The two dogs, Rollo and Jim, lay down close behind us. Joe, lying flat behind a thick tuft a few yards to our right and about fifteen feet from the water’s edge, had his hat full of chips and held the young spaniel beside him. All remained perfectly quiet, watching the ducks. After nearly three-quarters of an hour’s patient waiting, we saw a large body of ducks gradually drifting in toward our cove. They were between three and four hundred yards away when B. said: “Try them now, Joe! Now boys, be ready and don’t move a muscle until I say ‘fire!’”
Then Joe commenced tolling the ducks. He threw a chip into the water and let his dog go. The spaniel skipped eagerly in with unbounded manifestations of delight. I thought it for a moment a great piece of carelessness on Joe’s part. But in went another chip just at the shallow edge, and the spaniel entered into the fun with the greatest zest imaginable. Joe kept on throwing his chips, first to the right and then to the left, and the more he threw, the more gayly the dog played. For twenty minutes, I watched this mysterious and seemingly purposeless performance, but presently looking toward the ducks, I noticed that a few coots had left the main body and had headed toward the dog. Even at that distance, I could see that they were attracted by his actions. They were soon followed by other coots and after a minute or two, a few large ducks came out from the bed and joined them. Others followed these, and then there were successive defections of rapidly increasing numbers.
The more wildly he played, the more erratic grew the actions of the ducks. They deployed from right to left, retreated and advanced, whirled in companies, and crossed and recrossed one another. Stragglers hurried up from the rear, and bunches from the main bed came fluttering and pushing through to the front to see what was up in the water. Then, by the aid of their wings, sustained themselves a moment, and sitting down, swam rapidly around in involved circles, betraying the greatest excitement. And still the dog played, and played, and gamboled in graceful fashion after Joe’s chips.
By this time the ducks were not over two hundred yards away. Taking heart in their numbers, they were approaching rapidly, showing in all their actions the liveliest curiosity. It was an astonishing and most interesting spectacle to see them marshaling about, to see long lines stand up out of the water, to note their fatuous excitement and the fidelity with which the dog kept to his deceitful antics, never breaking the spell by a fatal bark or disturbing what was taking place all about.
By this time the nearest skirmishers were not a hundred yards off. As Joe threw the chips to right or left and the dog wheeled after them, so would the ducks immediately wheel from side to side. On they came until some were about thirty yards away. These held back, while the ungovernable curiosity of those behind made them push forward until the dog had a closely packed audience of over a thousand ducks gathered in front of him.
“Fire!” said B., and the spectacle ended in havoc and slaughter. We gave them the first barrel sitting, and as they rose, the second. We got thirty-nine canvas-backs and red-heads, and some half dozen coots.

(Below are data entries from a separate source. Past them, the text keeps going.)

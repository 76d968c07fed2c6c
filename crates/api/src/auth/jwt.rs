//! Login token issue and verification
//!
//! Tokens are compact HS256 JWTs carrying the user's email and role, signed
//! with the process-wide secret from configuration. Every token expires:
//! issuance stamps `exp` from the configured lifetime (one hour by default)
//! and verification rejects expired tokens with zero leeway. A token minted
//! before a role change keeps its old role until it expires and the user
//! logs in again.

use jsonwebtoken::{decode, encode, DecodingKey, EncodingKey, Header, Validation};
use serde::{Deserialize, Serialize};
use time::{Duration, OffsetDateTime};

use super::middleware::AuthError;
use super::role::Role;

/// Claim set encoded into every login token.
#[derive(Debug, Clone, PartialEq, Eq, Serialize, Deserialize)]
pub struct Claims {
    /// Subject: the user's email.
    pub sub: String,
    /// Role string as stored on the user row at issuance time.
    pub role: String,
    /// Issued at (Unix timestamp).
    pub iat: i64,
    /// Expiration time (Unix timestamp).
    pub exp: i64,
}

/// Issues and verifies login tokens. Cheap to clone; the keys are derived
/// once from the shared secret.
#[derive(Clone)]
pub struct JwtManager {
    encoding_key: EncodingKey,
    decoding_key: DecodingKey,
    expiry_hours: i64,
}

impl JwtManager {
    pub fn new(secret: &str, expiry_hours: i64) -> Self {
        Self {
            encoding_key: EncodingKey::from_secret(secret.as_bytes()),
            decoding_key: DecodingKey::from_secret(secret.as_bytes()),
            expiry_hours,
        }
    }

    /// Sign a token for the given identity.
    pub fn issue_token(&self, email: &str, role: &Role) -> Result<String, AuthError> {
        let now = OffsetDateTime::now_utc();
        let expires_at = now + Duration::hours(self.expiry_hours);

        let claims = Claims {
            sub: email.to_string(),
            role: role.as_str().to_string(),
            iat: now.unix_timestamp(),
            exp: expires_at.unix_timestamp(),
        };

        encode(&Header::default(), &claims, &self.encoding_key).map_err(|err| {
            tracing::error!(error = %err, "failed to sign token");
            AuthError::TokenCreation
        })
    }

    /// Verify a token and return its claims.
    ///
    /// A bad signature, a malformed token, and an expired token all come
    /// back as [`AuthError::InvalidToken`].
    pub fn verify_token(&self, token: &str) -> Result<Claims, AuthError> {
        let mut validation = Validation::default();
        validation.leeway = 0;

        decode::<Claims>(token, &self.decoding_key, &validation)
            .map(|data| data.claims)
            .map_err(|_| AuthError::InvalidToken)
    }
}

#[cfg(test)]
mod tests {
    use super::*;

    fn manager() -> JwtManager {
        JwtManager::new("test-jwt-secret-key-for-testing-only", 1)
    }

    #[test]
    fn test_issue_and_verify_round_trip() {
        let manager = manager();

        let token = manager
            .issue_token("a@x.com", &Role::Student)
            .expect("Failed to issue token");
        let claims = manager.verify_token(&token).expect("Failed to verify token");

        assert_eq!(claims.sub, "a@x.com");
        assert_eq!(claims.role, "student");
        assert!(claims.exp > claims.iat);
    }

    #[test]
    fn test_expiry_is_one_hour_from_issuance() {
        let manager = manager();

        let token = manager.issue_token("a@x.com", &Role::Admin).unwrap();
        let claims = manager.verify_token(&token).unwrap();

        assert_eq!(claims.exp - claims.iat, 3600);
    }

    #[test]
    fn test_verify_rejects_wrong_secret() {
        let issuer = JwtManager::new("secret-one", 1);
        let verifier = JwtManager::new("secret-two", 1);

        let token = issuer.issue_token("a@x.com", &Role::Admin).unwrap();

        assert!(matches!(
            verifier.verify_token(&token),
            Err(AuthError::InvalidToken)
        ));
    }

    #[test]
    fn test_verify_rejects_malformed_token() {
        let manager = manager();

        assert!(matches!(
            manager.verify_token("not.a.token"),
            Err(AuthError::InvalidToken)
        ));
        assert!(matches!(
            manager.verify_token(""),
            Err(AuthError::InvalidToken)
        ));
    }

    #[test]
    fn test_verify_rejects_expired_token() {
        // A negative lifetime puts exp in the past at issuance.
        let manager = JwtManager::new("test-secret", -1);

        let token = manager.issue_token("a@x.com", &Role::Student).unwrap();

        assert!(matches!(
            manager.verify_token(&token),
            Err(AuthError::InvalidToken)
        ));
    }

    #[test]
    fn test_claims_carry_role_verbatim_string() {
        let manager = manager();

        let role = Role::Other("Mentor".to_string());
        let token = manager.issue_token("m@x.com", &role).unwrap();
        let claims = manager.verify_token(&token).unwrap();

        assert_eq!(claims.role, "Mentor");
    }
}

The description above is from an article published in Scribner’s Monthly in November 1887. The author wrote that the dogs “. . . belonged to the breed known as Chesapeake duck-dogs . . . a short-haired water-spaniel, drawn from imported stock, and peculiarly adapted to the cold water, and has been cultivated for years and is greatly prized by the sportsmen of Maryland.” Further north in eastern Canada, another kind of dog had been cultivated for years and was greatly prized by the sportsmen of Nova Scotia, in particular by hunters in the area of Little River. Eventually, those dogs would come to be known as Nova Scotia duck tolling retrievers.
The History of the Nova Scotia Duck Tolling Retriever Breed
Everyone seems to agree on the basic outline of the Nova Scotia duck tolling retriever’s origin story: Originally called Little River Duck Dogs, named after the region around Little River Harbour in Yarmouth County, Nova Scotia, tollers had been known in the region since at least the early 1800s. In 1945, the Canadian Kennel Club recognized the breed and renamed it the Nova Scotia Duck Tolling Retriever. In the 1980s, the breed’s popularity soared after two Best in Show awards were earned by tollers and in 1995 the NSDTR was officially declared the provincial dog of Nova Scotia by an Act of the House of Assembly. Today, the breed is well established in Canada and the U.S. as well as parts of Europe.

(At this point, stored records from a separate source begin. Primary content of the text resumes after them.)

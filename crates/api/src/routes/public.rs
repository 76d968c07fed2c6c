//! Public routes: login and active-course browsing

use axum::extract::State;
use axum::Json;
use serde::{Deserialize, Serialize};
use sqlx::FromRow;

use crate::auth::{hash_password, Role};
use crate::error::{ApiError, ApiResult};
use crate::response::Envelope;
use crate::state::AppState;

use super::{Course, COURSE_COLUMNS};

#[derive(Debug, Deserialize)]
pub struct LoginRequest {
    #[serde(default)]
    pub email: Option<String>,
    #[serde(default)]
    pub password: Option<String>,
}

#[derive(Debug, Serialize)]
pub struct LoginResponse {
    pub email: String,
    pub token: String,
}

#[derive(Debug, FromRow)]
struct UserRow {
    email: String,
    role: String,
}

/// Authenticate by email and password digest, answering with a fresh login
/// token. Credential lookup and digest comparison happen in one query, the
/// way the user table is indexed.
pub async fn login(
    State(state): State<AppState>,
    Json(req): Json<LoginRequest>,
) -> ApiResult<Envelope<LoginResponse>> {
    let (email, password) = match (req.email, req.password) {
        (Some(email), Some(password)) if !email.is_empty() && !password.is_empty() => {
            (email, password)
        }
        _ => {
            return Err(ApiError::Validation(
                "Email and password are required".to_string(),
            ))
        }
    };

    let digest = hash_password(&password);

    let user: Option<UserRow> =
        sqlx::query_as("SELECT email, role FROM users WHERE email = $1 AND password = $2")
            .bind(&email)
            .bind(&digest)
            .fetch_optional(&state.pool)
            .await
            .map_err(|err| ApiError::database("Database error", err))?;

    let Some(user) = user else {
        tracing::warn!(email = %email, "login failed: no matching credentials");
        return Err(ApiError::InvalidCredentials);
    };

    let role = Role::parse(&user.role);
    let token = state.jwt_manager.issue_token(&user.email, &role)?;

    tracing::info!(email = %user.email, role = %role.as_str(), "login succeeded");

    Ok(Envelope::success(LoginResponse {
        email: user.email,
        token,
    }))
}

/// List courses that have not started yet.
pub async fn all_active_courses(
    State(state): State<AppState>,
) -> ApiResult<Envelope<Vec<Course>>> {
    let courses: Vec<Course> = sqlx::query_as(&format!(
        "SELECT {COURSE_COLUMNS} FROM courses c WHERE c.start_date > CURRENT_DATE"
    ))
    .fetch_all(&state.pool)
    .await?;

    Ok(Envelope::success(courses))
}

#[cfg(test)]
mod tests {
    use super::*;

    #[test]
    fn test_login_request_tolerates_missing_fields() {
        // Presence is checked in the handler so the response stays an
        // HTTP-200 failure envelope instead of an extractor rejection.
        let req: LoginRequest = serde_json::from_str("{}").unwrap();
        assert!(req.email.is_none());
        assert!(req.password.is_none());
    }

    #[test]
    fn test_login_request_field_names() {
        let req: LoginRequest =
            serde_json::from_str(r#"{"email": "a@x.com", "password": "pw1"}"#).unwrap();
        assert_eq!(req.email.as_deref(), Some("a@x.com"));
        assert_eq!(req.password.as_deref(), Some("pw1"));
    }
}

Where there is some disagreement and a ton of speculation, however, is how the breed was developed and how the technique of tolling ducks was actually invented.

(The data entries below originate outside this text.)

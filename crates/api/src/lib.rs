// Test code patterns:
#![cfg_attr(test, allow(clippy::expect_used))]
#![cfg_attr(test, allow(clippy::unwrap_used))]

//! CourseHub API Library
//!
//! This crate contains the HTTP server for the CourseHub course-management
//! platform: authentication, the uniform response envelope, and the course,
//! video, and enrollment endpoints.

pub mod auth;
pub mod config;
pub mod error;
pub mod response;
pub mod routes;
pub mod state;

pub use config::Config;
pub use error::{ApiError, ApiResult};
pub use state::AppState;
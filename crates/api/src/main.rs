//! CourseHub API Server
//!
//! HTTP server for the course-management platform: public login and course
//! browsing, gated student endpoints, and the admin management surface.

use std::net::SocketAddr;

use coursehub_shared::{create_pool, run_migrations};
use tower_http::cors::{Any, CorsLayer};
use tower_http::trace::TraceLayer;
use tracing_subscriber::{layer::SubscriberExt, util::SubscriberInitExt};

use coursehub_api::routes::create_router;
use coursehub_api::{AppState, Config};

#[tokio::main]
async fn main() -> anyhow::Result<()> {
    // Load .env file if present
    dotenvy::dotenv().ok();

    // Initialize tracing
    tracing_subscriber::registry()
        .with(
            tracing_subscriber::EnvFilter::try_from_default_env()
                .unwrap_or_else(|_| "info,coursehub_api=debug".into()),
        )
        .with(tracing_subscriber::fmt::layer())
        .init();

    tracing::info!("Starting CourseHub API Server v{}", env!("CARGO_PKG_VERSION"));

    // Load configuration
    let config = Config::from_env()?;
    tracing::info!("Configuration loaded");

    // Create database pool
    tracing::info!("Connecting to database...");
    let pool = create_pool(&config.database_url).await?;
    tracing::info!("Database connection established");

    // Run migrations
    run_migrations(&pool).await?;
    tracing::info!("Database migrations applied");

    // Create application state
    let state = AppState::new(pool, config.clone());

    // The UI is served from a different origin; the API is permissive, the
    // way the deployment has always run.
    let cors = CorsLayer::new()
        .allow_origin(Any)
        .allow_methods(Any)
        .allow_headers(Any);

    // Build the router
    let app = create_router(state)
        .layer(cors)
        .layer(TraceLayer::new_for_http());

    // Parse bind address
    let addr: SocketAddr = config.bind_address.parse()?;
    tracing::info!("Starting server on {}", addr);

    // Start the server
    let listener = tokio::net::TcpListener::bind(addr).await?;
    axum::serve(listener, app).await?;

    Ok(())
}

As for the breed’s origin, one surprisingly popular theory can easily be dismissed as an old wives tale since it involves foxes and dogs producing hybrid offspring, a genetic impossibility.
*Since foxes and dogs diverged over 7 million years ago, they are very different from one another and with different numbers of chromosomes and therefore cannot cross-breed. There have been a handful of reports over the years of dog-fox hybrids called “doxes,” but none have ever been substantiated.
Another theory is that native hunters in North America tolled ducks with dogs they had specifically bred to look like foxes. When the French and English began to establish settlements along the East Coast, they learned the technique from the natives, bred their flatcoat retrievers and spaniels to native dogs and ended up with the ancestors of today’s tollers. And while it is certain that indigenous peoples in North America did teach Europeans some of their fishing and hunting methods, and they did have excellent dogs which may have contributed to the genetic makeup of the NSDTR way back when, the most likely scenario for the development of the modern breed is that hunters along the eastern seaboard of North America crossed and then selected among dogs brought over by Europeans.
But what about the tolling technique the breed is known for? Who came up with the idea of using dogs that looked like foxes to lure ducks close enough to be shot by hunters hidden along the shoreline?
The most widely accepted answer is that the NSDTR’s tolling technique is a modified version of the art of luring ducks into specially made series of cages called ‘decoys.’ It is thought the practice first originated in Holland. The Dutch even developed a specific breed of dog, the Kooikerhondje, to lure the ducks.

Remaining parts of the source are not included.